Lorsque le diabète sucré était une cause secondaire de décès, 5 affections étaient énumérées en moyenne sur le certificat de décès (1 cause initiale en plus de 3 causes secondaires). Calculé pour la totalité des décès, le nombre moyen de causes par certificat de décès était de 3.

Causes coexistantes

Peu importe que le diabète sucré soit une cause initiale de décès ou une cause secondaire, les affections coexistantes qui apparaissaient le plus souvent sur les certificats de décès étaient les maladies cardiovasculaires. Au total, 9 décès sur 10 dont la cause initiale déclarée était le diabète sucré avaient aussi une maladie cardiovasculaire comme cause secondaire (tableau 3). Parmi les maladies cardiovasculaires, était mentionnée le plus souvent la cardiopathie ischémique (55 %), suivie des autres maladies cardiovasculaires (52 %), de la cardiopathie hypertensive (31 %) et de la maladie cérébrovasculaire (22 %) (données non présentées). Les autres causes secondaires déclarées fréquemment dans le cas des décès liés au diabète sucré étaient les maladies de l’appareil génito-urinaire, les troubles neuropsychiatriques, les maladies respiratoires, les maladies endocriniennes, les infections respiratoires et les maladies de l’appareil digestif.

Lorsque le diabète sucré était une cause secondaire, la plupart du temps, les maladies cardiovasculaires étaient la cause initiale du décès (45 %). En outre, le diabète sucré était souvent une cause secondaire dans le cas de décès dus à une tumeur maligne.

Le lien étroit entre le diabète sucré et certaines maladies reflète peut-être des facteurs de risque communs. Par exemple, le diabète sucré et les maladies cardiovasculaires ont certains facteurs de risque en commun, notamment l’obésité, l’inactivité physique et une mauvaise nutrition. En outre, on sait du diabète sucré qu’il amplifie les effets d’autres facteurs de risque de maladies de l’appareil circulatoire, comme l’hypertension et l’usage du tabacNote2.

Mot de la fin

Les données sur les causes de décès sont habituellement fondées sur la cause initiale, et non sur les autres causes ayant contribué au décès. Cependant, les statistiques sur la mortalité par cause unique peuvent masquer l’incidence des maladies chroniques, telles que le diabète sucré, qui est rarement une cause initiale de décès.
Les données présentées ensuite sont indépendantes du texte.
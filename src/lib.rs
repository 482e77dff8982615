//! Story Wizard — collects story elements step by step and asks an LLM for a
//! children's story.

pub mod channels;
pub mod config;
pub mod error;
pub mod llm;
pub mod wizard;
Fondée sur les données du Fichier sur les causes multiples de décès, la présente étude montre que, de 2004 à 2008, le diabète sucré était plus de deux fois plus susceptible d’être codé comme une cause secondaire de décès qu’une cause initiale. Les taux de mortalité liée au diabète sucré étaient plus élevés chez les hommes, chez les personnes âgées et chez les personnes vivant dans les quartiers à faible revenu que chez les autres. Lorsque le diabète sucré apparaissait sur le certificat de décès, le plus souvent, les maladies cardiovasculaires y étaient mentionnées également, soit en tant que cause initiale de décès, soit en tant que cause secondaire.

À l’avenir, à mesure que les données sur les causes multiples de décès couvriront de plus longues périodes, les études sur la mortalité liée au diabète sucré s’en trouveront rehaussées. En outre, on augmentera les possibilités analytiques en couplant ces données avec celles d’autres sources de renseignements sur la personne décédée.